DATASET RECORDS below:
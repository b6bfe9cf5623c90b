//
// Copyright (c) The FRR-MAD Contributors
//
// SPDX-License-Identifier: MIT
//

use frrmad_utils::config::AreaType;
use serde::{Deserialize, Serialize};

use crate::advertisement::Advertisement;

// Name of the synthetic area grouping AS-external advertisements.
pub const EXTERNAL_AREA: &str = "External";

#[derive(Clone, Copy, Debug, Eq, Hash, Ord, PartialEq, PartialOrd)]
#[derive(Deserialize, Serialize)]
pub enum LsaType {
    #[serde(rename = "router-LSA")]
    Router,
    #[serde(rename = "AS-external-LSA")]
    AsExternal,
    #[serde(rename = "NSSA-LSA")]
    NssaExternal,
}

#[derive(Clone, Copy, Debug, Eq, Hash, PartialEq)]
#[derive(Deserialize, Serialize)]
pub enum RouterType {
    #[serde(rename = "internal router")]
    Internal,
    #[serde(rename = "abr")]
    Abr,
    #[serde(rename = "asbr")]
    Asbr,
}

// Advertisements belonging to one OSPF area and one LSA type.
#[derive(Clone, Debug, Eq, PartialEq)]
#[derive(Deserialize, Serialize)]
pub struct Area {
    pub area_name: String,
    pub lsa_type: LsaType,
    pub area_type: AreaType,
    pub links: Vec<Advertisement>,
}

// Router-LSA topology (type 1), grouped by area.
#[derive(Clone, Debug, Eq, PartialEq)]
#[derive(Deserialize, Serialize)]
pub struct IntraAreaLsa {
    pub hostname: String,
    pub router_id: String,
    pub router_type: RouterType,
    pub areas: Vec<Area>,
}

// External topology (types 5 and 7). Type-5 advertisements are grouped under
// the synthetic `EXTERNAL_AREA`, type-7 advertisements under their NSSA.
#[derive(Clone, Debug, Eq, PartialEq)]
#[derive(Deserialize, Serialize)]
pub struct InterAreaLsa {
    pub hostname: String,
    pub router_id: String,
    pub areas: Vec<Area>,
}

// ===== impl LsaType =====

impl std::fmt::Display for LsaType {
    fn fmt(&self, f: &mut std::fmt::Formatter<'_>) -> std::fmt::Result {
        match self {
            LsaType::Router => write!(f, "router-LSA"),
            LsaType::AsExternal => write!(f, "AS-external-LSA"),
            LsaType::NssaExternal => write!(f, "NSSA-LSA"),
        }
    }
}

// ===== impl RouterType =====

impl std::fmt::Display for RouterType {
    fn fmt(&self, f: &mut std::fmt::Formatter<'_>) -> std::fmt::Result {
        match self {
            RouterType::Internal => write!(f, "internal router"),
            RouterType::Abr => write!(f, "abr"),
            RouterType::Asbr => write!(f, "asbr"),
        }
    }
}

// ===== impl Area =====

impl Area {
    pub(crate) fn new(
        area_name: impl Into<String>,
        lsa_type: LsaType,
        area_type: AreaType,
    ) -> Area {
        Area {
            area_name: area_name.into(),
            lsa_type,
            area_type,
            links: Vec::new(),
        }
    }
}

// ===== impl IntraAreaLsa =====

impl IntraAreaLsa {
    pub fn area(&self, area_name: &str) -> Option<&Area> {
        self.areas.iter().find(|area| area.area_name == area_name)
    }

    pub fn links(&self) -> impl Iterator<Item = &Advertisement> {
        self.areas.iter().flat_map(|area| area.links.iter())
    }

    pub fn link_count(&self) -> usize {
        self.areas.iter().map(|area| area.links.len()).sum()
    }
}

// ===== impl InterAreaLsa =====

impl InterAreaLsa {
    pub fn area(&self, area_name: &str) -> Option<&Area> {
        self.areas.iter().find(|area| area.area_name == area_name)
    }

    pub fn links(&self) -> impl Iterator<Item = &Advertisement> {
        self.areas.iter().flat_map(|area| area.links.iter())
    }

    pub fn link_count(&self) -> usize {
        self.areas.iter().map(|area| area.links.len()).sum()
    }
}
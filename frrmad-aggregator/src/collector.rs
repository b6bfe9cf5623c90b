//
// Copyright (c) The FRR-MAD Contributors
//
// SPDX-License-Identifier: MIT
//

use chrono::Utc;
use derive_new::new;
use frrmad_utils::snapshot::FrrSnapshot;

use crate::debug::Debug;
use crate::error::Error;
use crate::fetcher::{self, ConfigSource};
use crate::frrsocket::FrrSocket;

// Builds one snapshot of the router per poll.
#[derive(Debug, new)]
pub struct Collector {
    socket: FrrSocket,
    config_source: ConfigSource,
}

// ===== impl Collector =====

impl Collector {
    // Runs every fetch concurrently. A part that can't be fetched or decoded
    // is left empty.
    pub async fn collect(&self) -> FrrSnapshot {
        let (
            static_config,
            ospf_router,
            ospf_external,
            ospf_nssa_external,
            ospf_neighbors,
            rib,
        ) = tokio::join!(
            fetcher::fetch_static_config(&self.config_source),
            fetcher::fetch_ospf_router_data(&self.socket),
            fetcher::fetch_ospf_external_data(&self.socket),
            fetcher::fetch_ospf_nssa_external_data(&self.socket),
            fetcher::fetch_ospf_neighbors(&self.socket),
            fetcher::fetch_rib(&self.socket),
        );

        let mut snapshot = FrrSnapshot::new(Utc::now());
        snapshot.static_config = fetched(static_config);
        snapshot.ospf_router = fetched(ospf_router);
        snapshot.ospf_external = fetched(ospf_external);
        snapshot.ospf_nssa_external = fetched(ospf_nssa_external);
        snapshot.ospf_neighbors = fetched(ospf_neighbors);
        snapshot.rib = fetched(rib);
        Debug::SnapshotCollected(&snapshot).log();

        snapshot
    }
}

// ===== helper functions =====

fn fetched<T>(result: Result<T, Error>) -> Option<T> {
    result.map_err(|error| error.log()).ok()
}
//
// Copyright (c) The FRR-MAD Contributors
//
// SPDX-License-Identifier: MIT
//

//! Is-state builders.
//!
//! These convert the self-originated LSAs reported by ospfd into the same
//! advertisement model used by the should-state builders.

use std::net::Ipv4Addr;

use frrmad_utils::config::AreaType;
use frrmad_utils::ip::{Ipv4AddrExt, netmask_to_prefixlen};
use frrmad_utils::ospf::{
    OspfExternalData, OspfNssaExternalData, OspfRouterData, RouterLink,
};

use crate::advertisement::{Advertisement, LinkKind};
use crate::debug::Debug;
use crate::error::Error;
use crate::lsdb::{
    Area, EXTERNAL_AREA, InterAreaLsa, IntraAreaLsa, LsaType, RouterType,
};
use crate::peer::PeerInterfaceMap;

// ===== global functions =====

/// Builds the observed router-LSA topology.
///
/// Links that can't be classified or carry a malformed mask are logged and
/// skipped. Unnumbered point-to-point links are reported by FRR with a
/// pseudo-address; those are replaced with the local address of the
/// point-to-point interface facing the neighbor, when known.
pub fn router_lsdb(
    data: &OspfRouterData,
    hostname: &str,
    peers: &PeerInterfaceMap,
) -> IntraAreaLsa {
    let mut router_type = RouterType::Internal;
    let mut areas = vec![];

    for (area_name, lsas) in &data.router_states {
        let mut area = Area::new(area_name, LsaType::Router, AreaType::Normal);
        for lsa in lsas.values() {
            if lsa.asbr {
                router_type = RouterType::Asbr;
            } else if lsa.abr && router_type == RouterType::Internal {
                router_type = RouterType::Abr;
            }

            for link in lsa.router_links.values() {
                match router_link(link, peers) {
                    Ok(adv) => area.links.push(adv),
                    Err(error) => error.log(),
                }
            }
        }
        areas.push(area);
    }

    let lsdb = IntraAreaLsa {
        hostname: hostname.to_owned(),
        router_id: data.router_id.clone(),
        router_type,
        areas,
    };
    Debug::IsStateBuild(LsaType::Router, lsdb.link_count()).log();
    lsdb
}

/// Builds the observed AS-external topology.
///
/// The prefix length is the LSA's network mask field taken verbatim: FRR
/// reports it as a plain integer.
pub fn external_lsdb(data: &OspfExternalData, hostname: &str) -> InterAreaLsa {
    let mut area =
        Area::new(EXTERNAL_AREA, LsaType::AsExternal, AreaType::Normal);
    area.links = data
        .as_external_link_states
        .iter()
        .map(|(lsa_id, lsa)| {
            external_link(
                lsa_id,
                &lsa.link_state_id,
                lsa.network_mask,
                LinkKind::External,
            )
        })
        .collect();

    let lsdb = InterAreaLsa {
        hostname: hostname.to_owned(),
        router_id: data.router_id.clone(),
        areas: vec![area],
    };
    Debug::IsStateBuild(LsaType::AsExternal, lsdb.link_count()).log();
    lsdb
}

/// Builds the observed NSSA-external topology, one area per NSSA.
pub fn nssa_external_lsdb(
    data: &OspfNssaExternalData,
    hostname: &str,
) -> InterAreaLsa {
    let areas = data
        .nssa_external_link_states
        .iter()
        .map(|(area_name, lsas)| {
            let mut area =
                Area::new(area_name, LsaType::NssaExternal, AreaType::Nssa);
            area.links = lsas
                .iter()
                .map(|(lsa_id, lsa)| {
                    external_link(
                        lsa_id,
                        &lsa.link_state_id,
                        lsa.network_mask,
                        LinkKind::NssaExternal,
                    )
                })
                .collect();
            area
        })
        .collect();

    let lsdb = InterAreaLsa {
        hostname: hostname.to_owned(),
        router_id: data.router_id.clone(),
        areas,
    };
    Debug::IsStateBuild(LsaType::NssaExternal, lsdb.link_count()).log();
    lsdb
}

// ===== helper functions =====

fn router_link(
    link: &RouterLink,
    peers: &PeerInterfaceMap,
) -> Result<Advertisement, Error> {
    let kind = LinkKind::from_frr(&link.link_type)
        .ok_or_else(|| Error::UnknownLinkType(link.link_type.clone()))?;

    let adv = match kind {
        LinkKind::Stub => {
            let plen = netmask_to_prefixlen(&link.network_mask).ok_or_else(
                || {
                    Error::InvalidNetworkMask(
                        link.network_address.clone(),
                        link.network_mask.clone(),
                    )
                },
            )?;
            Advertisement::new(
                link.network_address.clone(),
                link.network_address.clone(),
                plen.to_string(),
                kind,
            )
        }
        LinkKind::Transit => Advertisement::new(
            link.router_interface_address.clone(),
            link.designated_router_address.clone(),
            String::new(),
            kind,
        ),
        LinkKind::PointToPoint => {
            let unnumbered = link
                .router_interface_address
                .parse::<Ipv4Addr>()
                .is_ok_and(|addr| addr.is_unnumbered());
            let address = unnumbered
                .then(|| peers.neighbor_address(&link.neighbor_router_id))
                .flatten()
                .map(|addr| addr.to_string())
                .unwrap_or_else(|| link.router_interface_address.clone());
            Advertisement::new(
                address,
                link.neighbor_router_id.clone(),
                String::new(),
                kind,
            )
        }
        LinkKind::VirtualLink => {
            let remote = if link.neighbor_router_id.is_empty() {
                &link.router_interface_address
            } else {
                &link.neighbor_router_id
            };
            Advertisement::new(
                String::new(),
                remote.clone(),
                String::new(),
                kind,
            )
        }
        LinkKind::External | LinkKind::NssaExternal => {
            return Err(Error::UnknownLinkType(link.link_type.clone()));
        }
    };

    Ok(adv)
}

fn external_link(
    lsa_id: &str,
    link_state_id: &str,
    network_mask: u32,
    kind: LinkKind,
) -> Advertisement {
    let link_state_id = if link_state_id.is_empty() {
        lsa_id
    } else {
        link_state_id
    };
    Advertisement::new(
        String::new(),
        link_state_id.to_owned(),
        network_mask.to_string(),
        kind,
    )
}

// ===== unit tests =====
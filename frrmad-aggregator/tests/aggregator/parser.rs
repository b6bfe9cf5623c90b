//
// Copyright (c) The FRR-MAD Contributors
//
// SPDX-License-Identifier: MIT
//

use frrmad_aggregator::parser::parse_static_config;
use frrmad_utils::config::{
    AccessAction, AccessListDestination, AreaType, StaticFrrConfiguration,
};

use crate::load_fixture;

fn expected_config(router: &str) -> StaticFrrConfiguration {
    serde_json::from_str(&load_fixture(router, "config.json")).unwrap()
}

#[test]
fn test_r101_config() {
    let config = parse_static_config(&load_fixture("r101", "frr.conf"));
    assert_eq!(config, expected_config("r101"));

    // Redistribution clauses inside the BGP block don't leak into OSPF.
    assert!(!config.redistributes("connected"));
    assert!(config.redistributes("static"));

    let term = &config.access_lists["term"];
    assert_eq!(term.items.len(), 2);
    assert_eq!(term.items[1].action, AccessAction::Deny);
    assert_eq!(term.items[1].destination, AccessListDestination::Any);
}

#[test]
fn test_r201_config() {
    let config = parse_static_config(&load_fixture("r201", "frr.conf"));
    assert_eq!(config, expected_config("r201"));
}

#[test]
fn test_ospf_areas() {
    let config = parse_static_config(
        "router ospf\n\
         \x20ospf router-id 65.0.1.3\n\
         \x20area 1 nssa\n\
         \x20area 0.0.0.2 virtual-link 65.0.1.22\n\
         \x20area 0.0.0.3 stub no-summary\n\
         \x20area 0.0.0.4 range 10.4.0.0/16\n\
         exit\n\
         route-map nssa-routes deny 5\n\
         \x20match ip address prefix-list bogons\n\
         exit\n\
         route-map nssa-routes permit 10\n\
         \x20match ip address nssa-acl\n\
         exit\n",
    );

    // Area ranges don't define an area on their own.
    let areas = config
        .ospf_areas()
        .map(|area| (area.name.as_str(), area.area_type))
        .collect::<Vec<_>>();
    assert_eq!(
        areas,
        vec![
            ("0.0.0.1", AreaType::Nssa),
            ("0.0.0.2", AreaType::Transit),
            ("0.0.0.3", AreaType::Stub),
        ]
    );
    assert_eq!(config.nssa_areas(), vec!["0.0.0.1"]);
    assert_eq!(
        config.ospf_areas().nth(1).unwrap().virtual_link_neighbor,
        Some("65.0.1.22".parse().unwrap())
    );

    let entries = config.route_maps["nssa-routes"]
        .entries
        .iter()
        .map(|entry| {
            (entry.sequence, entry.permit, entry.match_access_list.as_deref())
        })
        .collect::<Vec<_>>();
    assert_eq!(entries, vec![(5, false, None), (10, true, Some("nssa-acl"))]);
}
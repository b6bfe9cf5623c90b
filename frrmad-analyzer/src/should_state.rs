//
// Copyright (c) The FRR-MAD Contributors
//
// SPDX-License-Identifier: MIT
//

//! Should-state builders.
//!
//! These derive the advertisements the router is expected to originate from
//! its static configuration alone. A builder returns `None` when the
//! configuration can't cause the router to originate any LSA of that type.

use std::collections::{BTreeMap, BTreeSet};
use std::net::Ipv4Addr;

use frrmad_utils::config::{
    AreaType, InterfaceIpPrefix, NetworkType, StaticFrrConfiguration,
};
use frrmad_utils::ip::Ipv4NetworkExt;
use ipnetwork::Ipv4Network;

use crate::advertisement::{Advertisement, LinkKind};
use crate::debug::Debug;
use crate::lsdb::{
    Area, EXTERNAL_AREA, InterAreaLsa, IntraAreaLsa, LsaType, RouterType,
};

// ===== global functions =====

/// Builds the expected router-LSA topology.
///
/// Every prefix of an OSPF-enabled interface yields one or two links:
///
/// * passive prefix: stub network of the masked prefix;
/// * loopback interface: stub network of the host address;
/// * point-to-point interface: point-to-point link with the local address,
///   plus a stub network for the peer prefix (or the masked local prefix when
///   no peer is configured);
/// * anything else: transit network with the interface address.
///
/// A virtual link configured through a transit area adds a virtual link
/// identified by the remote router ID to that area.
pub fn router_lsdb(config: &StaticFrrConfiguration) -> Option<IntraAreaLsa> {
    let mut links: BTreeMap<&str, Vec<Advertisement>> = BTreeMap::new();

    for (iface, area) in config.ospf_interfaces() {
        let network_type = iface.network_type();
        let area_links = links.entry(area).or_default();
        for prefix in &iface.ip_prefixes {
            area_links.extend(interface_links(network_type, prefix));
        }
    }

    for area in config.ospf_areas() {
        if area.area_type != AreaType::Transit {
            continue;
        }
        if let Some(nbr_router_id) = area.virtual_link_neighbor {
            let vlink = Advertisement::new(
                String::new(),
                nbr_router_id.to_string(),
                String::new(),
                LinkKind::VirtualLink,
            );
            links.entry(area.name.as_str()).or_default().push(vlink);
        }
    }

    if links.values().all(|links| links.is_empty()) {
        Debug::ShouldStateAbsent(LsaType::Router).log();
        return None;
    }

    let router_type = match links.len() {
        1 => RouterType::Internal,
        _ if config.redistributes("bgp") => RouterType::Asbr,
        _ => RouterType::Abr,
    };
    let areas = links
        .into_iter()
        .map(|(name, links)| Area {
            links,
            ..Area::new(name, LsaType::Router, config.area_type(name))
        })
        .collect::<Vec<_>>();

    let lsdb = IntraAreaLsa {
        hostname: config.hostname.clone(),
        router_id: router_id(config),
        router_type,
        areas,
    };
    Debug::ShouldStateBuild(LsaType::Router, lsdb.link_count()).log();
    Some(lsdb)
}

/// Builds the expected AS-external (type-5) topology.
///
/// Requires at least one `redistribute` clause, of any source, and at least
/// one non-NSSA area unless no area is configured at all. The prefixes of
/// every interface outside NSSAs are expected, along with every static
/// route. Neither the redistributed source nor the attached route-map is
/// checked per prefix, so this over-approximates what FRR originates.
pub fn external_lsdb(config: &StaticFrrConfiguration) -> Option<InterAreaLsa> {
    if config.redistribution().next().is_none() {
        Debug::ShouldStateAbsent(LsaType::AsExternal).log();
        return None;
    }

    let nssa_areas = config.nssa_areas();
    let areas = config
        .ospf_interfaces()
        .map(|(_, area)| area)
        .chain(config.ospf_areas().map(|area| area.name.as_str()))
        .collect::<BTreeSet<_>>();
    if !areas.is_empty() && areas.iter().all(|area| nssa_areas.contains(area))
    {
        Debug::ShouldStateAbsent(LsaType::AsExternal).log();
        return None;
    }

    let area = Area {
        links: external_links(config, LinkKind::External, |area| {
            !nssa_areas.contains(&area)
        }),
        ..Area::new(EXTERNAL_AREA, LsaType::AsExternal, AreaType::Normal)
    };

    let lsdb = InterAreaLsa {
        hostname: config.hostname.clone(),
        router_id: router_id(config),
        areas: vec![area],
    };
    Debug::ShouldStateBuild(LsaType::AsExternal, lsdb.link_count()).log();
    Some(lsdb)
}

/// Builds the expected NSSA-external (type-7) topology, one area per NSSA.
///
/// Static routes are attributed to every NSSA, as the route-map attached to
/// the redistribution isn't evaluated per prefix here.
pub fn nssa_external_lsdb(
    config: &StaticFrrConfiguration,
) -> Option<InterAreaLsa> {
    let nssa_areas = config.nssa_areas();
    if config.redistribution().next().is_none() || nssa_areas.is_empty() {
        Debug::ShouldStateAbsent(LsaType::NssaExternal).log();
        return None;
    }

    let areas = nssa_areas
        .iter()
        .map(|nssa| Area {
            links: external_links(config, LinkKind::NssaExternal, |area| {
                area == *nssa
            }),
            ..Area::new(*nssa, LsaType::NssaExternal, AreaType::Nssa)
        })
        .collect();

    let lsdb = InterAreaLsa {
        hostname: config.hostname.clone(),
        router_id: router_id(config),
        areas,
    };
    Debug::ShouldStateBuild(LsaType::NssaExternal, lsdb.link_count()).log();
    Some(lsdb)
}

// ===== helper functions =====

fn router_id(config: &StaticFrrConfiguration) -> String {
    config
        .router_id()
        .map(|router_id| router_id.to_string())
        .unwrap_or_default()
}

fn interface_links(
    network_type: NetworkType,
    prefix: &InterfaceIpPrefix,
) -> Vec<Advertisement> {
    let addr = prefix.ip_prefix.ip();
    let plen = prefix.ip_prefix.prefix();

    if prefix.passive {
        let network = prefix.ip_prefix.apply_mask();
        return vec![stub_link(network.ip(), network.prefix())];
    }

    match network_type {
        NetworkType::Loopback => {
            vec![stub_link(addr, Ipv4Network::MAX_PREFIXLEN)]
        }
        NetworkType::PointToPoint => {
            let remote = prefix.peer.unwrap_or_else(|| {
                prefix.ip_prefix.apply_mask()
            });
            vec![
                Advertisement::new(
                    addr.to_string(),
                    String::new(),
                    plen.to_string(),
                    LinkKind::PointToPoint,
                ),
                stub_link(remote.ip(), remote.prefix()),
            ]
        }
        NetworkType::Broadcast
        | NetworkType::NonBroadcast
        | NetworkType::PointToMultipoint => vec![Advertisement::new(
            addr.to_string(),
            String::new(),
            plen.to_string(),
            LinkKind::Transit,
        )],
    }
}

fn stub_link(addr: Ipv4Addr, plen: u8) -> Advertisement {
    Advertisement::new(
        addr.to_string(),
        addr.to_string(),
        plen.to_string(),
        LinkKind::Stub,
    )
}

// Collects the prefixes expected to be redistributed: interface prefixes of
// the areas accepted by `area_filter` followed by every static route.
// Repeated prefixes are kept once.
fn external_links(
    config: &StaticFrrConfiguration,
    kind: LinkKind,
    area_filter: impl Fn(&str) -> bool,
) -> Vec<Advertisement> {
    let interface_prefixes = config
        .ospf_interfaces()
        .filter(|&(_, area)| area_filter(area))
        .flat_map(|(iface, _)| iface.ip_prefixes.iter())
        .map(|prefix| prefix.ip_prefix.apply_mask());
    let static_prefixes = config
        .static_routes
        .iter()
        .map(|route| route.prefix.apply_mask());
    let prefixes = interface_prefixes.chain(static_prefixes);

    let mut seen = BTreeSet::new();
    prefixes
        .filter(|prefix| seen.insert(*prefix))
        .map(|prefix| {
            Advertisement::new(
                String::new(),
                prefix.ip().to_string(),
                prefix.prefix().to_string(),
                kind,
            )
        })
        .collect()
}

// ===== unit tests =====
End of DATASET RECORDS.
> _WORK TO BE COMPLETED_: Gather up, from the records above, each line where the word "Display" appears.

> _EXERCISE SOLUTION_:
impl std::fmt::Display for LsaType {
impl std::fmt::Display for RouterType {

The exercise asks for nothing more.